Given information »
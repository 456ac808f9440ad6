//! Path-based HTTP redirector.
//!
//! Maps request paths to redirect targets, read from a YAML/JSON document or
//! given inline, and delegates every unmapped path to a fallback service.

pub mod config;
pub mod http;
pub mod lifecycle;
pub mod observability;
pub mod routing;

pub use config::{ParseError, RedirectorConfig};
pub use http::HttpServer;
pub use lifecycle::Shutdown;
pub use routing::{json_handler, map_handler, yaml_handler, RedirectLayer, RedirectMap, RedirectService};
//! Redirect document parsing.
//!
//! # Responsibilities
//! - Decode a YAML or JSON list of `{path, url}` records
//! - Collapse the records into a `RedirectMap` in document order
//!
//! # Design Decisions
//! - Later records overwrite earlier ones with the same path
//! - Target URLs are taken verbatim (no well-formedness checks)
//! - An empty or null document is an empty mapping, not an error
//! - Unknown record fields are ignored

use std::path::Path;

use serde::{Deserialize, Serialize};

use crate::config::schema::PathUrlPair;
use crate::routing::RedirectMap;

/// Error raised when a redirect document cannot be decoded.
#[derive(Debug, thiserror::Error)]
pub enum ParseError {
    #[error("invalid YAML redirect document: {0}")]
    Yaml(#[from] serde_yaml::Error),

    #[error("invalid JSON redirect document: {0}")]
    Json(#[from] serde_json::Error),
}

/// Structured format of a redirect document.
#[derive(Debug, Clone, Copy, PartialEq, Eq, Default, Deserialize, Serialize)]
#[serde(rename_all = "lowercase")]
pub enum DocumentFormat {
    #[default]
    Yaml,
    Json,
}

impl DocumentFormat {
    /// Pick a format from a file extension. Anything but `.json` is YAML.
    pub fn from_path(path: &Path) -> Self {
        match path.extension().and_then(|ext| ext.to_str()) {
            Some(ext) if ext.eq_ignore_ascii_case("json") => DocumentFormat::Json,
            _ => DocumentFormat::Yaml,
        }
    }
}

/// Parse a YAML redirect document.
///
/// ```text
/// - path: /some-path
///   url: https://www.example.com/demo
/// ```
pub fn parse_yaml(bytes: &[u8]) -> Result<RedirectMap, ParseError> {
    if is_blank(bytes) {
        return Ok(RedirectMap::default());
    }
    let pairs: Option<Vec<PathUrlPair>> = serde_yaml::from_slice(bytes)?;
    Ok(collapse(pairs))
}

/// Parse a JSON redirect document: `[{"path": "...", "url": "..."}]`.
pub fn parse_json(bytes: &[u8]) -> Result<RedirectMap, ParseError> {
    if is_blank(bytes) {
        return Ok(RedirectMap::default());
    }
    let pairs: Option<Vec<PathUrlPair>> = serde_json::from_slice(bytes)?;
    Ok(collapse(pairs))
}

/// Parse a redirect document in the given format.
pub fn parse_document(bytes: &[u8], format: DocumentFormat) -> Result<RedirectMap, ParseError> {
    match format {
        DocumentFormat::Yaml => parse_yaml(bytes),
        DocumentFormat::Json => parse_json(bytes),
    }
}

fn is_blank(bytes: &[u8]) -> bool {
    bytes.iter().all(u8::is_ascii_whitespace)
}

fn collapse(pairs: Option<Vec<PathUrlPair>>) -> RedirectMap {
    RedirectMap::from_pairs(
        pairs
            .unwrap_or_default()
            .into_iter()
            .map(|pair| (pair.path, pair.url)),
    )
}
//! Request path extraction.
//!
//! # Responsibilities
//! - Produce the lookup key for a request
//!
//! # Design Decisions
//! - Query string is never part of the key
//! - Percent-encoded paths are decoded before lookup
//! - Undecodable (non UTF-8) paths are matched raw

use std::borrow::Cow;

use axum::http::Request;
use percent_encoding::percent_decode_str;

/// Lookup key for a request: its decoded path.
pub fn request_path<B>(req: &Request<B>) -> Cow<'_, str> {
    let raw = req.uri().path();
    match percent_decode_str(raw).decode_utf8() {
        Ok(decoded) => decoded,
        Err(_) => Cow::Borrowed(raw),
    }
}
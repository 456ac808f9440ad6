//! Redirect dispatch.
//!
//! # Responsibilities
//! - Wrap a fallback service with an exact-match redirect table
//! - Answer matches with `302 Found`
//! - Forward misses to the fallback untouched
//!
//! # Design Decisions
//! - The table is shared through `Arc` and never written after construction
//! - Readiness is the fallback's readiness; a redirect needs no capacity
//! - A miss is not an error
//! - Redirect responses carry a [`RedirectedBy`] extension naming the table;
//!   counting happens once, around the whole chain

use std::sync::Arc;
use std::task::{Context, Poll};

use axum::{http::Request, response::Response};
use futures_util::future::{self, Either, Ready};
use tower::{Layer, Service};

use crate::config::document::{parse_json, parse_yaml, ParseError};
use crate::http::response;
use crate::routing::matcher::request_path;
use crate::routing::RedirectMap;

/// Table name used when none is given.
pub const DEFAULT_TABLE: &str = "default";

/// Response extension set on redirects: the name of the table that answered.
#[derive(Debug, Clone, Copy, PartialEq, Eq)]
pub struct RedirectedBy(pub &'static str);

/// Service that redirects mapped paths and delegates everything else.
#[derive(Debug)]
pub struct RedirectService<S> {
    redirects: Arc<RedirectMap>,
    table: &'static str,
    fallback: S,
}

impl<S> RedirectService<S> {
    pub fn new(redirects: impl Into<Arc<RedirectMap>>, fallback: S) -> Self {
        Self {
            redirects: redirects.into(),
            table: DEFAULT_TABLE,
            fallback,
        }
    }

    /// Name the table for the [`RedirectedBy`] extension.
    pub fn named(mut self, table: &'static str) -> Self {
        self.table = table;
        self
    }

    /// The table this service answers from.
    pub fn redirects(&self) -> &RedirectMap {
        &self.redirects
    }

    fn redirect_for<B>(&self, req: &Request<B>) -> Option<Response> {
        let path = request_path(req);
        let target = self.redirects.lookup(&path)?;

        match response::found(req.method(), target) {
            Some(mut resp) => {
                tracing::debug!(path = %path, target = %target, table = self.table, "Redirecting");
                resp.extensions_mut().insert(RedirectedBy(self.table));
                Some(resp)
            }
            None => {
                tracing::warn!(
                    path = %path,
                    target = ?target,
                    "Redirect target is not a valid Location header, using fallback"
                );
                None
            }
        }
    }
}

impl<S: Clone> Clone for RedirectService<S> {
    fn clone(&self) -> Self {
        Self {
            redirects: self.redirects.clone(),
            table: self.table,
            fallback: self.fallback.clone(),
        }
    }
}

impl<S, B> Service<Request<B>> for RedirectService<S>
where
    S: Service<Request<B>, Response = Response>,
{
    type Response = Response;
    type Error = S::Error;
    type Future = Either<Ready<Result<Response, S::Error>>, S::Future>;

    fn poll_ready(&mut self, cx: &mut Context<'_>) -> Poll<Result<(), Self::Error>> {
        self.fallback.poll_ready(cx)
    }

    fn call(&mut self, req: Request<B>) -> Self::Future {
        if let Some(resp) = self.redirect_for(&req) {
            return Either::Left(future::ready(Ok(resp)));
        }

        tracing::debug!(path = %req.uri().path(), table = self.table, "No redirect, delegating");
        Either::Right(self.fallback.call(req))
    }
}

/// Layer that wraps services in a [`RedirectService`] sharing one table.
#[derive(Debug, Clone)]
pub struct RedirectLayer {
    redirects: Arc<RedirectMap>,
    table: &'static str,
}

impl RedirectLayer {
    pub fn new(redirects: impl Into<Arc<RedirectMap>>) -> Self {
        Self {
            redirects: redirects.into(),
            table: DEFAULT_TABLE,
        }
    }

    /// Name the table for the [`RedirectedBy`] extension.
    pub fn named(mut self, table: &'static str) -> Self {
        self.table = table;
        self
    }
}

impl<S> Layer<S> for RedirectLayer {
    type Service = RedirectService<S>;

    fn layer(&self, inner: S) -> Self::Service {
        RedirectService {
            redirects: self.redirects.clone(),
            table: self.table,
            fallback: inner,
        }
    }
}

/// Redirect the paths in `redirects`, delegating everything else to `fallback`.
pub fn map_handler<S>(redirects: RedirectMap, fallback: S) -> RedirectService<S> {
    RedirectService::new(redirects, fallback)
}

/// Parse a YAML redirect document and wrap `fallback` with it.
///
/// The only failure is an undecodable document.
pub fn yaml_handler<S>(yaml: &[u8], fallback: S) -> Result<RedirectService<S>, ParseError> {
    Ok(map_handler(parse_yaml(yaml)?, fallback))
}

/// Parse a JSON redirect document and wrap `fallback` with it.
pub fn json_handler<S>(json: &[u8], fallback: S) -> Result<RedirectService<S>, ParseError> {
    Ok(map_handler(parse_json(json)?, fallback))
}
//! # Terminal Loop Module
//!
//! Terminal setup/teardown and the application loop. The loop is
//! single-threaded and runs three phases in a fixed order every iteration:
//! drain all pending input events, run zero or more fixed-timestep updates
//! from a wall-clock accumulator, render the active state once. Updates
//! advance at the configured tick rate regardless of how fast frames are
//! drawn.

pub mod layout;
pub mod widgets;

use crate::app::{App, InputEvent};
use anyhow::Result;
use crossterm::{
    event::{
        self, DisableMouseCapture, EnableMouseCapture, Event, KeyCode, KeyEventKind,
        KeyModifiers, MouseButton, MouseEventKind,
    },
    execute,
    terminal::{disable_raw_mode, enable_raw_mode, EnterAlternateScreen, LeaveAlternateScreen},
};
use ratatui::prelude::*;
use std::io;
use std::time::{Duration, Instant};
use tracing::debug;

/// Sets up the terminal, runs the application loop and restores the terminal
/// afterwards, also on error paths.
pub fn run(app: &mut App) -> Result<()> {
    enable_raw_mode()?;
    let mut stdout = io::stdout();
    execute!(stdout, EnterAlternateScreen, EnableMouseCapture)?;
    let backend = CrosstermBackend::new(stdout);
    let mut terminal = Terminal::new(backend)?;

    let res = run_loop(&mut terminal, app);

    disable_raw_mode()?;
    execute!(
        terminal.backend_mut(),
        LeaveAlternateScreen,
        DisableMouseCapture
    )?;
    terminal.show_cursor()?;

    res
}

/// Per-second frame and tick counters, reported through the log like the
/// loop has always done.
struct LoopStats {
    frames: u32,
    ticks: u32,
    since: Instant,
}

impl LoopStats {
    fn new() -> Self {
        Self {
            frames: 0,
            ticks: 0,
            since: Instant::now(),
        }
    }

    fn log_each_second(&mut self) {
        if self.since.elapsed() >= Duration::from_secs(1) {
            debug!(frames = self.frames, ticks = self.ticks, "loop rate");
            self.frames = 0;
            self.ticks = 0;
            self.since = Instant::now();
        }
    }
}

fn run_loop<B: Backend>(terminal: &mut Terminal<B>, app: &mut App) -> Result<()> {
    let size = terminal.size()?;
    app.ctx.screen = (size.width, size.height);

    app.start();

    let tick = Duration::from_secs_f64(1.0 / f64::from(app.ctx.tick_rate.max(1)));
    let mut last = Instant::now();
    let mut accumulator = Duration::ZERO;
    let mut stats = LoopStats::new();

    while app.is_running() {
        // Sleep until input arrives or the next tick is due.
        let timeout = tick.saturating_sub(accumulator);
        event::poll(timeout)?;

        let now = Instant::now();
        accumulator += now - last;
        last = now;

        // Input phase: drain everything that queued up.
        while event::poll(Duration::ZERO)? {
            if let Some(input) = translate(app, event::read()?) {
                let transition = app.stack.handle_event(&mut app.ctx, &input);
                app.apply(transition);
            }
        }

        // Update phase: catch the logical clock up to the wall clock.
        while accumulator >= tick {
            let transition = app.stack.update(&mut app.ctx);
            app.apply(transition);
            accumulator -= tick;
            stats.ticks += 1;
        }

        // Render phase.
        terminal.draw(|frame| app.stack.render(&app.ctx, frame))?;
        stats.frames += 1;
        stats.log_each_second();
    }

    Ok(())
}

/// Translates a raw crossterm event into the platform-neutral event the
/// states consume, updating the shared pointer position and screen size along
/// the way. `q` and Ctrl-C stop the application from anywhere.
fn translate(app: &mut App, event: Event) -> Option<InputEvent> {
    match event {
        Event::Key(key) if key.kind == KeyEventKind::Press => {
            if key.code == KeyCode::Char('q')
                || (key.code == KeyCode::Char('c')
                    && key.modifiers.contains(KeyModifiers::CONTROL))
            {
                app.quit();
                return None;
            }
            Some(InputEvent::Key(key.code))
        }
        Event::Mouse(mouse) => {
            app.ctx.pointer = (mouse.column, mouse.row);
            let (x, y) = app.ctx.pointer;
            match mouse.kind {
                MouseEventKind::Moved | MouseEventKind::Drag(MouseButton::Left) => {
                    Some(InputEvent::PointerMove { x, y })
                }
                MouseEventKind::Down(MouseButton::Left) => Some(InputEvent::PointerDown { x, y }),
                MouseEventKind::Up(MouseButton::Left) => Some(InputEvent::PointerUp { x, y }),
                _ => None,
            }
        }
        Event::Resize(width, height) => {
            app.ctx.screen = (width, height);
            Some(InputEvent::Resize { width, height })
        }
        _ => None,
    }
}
==
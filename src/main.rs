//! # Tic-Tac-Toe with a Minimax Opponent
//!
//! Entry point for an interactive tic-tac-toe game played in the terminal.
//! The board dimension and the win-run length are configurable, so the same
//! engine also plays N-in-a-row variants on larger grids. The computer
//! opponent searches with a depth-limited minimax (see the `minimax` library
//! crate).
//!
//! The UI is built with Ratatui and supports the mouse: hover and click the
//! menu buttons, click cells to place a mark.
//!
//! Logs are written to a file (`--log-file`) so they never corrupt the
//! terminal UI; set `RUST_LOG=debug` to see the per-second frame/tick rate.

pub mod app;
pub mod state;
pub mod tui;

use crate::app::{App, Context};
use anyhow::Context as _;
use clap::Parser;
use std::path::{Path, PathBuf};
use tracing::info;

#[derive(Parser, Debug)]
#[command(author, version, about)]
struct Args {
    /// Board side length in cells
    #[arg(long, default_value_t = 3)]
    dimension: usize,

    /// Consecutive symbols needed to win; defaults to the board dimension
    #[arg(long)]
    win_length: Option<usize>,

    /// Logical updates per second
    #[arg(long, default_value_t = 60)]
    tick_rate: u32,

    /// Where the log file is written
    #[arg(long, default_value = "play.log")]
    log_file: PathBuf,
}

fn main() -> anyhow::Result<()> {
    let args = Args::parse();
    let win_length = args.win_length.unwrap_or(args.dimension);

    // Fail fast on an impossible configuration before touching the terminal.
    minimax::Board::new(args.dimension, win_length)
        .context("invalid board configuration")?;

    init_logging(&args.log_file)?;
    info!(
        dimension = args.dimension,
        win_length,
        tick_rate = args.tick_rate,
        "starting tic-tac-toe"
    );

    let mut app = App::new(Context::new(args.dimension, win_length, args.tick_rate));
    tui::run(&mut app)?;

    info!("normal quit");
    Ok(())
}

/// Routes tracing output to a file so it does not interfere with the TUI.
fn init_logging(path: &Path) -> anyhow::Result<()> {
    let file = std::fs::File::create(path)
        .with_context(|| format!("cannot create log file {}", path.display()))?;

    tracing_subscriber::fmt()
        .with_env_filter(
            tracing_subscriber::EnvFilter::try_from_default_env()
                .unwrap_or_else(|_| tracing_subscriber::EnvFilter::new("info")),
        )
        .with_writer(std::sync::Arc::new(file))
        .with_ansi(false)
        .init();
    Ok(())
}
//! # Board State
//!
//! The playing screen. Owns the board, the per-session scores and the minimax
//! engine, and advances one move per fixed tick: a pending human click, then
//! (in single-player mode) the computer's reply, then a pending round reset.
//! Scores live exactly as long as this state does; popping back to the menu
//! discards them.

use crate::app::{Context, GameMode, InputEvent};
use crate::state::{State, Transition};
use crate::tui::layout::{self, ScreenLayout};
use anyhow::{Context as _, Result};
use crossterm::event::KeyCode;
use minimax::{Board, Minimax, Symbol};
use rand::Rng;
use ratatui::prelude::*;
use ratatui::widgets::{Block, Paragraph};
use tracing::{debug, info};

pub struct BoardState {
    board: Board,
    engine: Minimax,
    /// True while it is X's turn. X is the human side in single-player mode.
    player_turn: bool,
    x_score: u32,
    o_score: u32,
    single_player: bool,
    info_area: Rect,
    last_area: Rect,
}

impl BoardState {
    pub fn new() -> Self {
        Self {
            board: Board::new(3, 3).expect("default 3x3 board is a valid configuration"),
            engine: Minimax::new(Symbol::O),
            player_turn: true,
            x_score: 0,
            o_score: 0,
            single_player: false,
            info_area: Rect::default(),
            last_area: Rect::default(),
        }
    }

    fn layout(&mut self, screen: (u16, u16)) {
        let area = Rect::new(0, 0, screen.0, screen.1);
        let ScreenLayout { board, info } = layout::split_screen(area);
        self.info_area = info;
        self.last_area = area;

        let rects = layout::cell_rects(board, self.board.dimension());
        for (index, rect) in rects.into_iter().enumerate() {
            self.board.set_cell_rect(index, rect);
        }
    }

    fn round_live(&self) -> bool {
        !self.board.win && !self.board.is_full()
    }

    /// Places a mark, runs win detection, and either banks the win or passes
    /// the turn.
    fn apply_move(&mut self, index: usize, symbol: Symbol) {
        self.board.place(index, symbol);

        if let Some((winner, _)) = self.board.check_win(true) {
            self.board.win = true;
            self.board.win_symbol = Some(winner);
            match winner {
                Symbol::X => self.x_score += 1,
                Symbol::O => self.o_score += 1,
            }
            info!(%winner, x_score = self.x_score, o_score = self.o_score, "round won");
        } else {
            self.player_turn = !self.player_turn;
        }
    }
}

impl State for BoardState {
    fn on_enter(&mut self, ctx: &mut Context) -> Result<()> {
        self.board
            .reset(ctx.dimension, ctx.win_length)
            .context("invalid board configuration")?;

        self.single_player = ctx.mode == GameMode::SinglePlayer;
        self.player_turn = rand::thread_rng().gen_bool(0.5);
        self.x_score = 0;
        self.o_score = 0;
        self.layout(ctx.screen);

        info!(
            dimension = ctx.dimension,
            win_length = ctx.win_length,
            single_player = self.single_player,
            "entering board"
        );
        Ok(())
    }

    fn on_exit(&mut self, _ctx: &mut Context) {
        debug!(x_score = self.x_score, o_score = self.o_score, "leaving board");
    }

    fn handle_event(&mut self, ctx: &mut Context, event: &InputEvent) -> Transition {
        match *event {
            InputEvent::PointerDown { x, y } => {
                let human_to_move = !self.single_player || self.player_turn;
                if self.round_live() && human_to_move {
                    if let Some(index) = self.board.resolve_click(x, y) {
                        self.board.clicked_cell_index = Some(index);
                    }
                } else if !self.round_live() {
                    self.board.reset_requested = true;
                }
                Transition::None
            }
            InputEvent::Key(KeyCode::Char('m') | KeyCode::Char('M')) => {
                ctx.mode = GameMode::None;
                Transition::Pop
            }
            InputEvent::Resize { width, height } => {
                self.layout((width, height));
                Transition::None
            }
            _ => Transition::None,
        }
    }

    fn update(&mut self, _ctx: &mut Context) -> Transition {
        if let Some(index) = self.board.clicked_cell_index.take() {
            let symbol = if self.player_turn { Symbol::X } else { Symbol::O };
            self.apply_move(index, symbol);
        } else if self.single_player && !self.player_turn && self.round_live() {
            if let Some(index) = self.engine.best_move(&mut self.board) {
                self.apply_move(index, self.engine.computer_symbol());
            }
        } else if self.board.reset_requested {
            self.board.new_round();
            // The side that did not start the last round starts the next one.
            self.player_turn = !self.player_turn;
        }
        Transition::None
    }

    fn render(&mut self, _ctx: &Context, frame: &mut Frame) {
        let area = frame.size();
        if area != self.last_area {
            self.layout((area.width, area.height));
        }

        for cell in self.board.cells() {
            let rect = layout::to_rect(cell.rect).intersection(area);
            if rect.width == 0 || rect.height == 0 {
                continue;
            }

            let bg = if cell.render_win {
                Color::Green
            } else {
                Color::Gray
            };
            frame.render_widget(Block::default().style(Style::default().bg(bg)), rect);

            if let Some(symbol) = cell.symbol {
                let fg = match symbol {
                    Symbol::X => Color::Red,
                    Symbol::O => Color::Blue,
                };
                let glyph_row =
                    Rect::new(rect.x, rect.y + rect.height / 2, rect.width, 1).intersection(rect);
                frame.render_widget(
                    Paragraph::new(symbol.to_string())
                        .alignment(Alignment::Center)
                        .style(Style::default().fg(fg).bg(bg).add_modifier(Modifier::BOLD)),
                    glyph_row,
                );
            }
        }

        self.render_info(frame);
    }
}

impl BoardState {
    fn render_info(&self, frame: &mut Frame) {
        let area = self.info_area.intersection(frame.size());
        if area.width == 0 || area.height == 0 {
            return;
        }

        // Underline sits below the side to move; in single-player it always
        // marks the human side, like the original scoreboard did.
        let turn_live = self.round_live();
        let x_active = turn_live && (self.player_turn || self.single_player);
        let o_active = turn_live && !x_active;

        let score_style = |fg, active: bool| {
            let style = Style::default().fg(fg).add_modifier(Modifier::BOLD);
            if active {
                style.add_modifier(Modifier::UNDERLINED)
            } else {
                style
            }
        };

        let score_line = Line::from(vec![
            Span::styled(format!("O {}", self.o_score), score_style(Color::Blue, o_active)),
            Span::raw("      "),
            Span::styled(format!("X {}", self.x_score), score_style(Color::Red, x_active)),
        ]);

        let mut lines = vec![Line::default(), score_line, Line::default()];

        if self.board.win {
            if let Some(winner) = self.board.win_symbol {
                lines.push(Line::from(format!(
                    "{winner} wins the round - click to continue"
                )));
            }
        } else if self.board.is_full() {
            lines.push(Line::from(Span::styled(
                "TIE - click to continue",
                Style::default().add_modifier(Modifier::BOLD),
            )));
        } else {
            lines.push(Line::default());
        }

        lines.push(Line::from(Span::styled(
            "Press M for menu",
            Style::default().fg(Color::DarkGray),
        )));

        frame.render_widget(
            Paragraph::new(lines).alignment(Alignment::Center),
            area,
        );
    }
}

Assignment »
Of the entries listed above, reproduce only the lines starting at the line containing "let tick = Duration::from_secs_f64(1.0" and ending at the line containing "if let Some(input)". Include both, exactly as they stand.

Exercise response »
    let tick = Duration::from_secs_f64(1.0 / f64::from(app.ctx.tick_rate.max(1)));
    let mut last = Instant::now();
    let mut accumulator = Duration::ZERO;
    let mut stats = LoopStats::new();

    while app.is_running() {
        // Sleep until input arrives or the next tick is due.
        let timeout = tick.saturating_sub(accumulator);
        event::poll(timeout)?;

        let now = Instant::now();
        accumulator += now - last;
        last = now;

        // Input phase: drain everything that queued up.
        while event::poll(Duration::ZERO)? {
            if let Some(input) = translate(app, event::read()?) {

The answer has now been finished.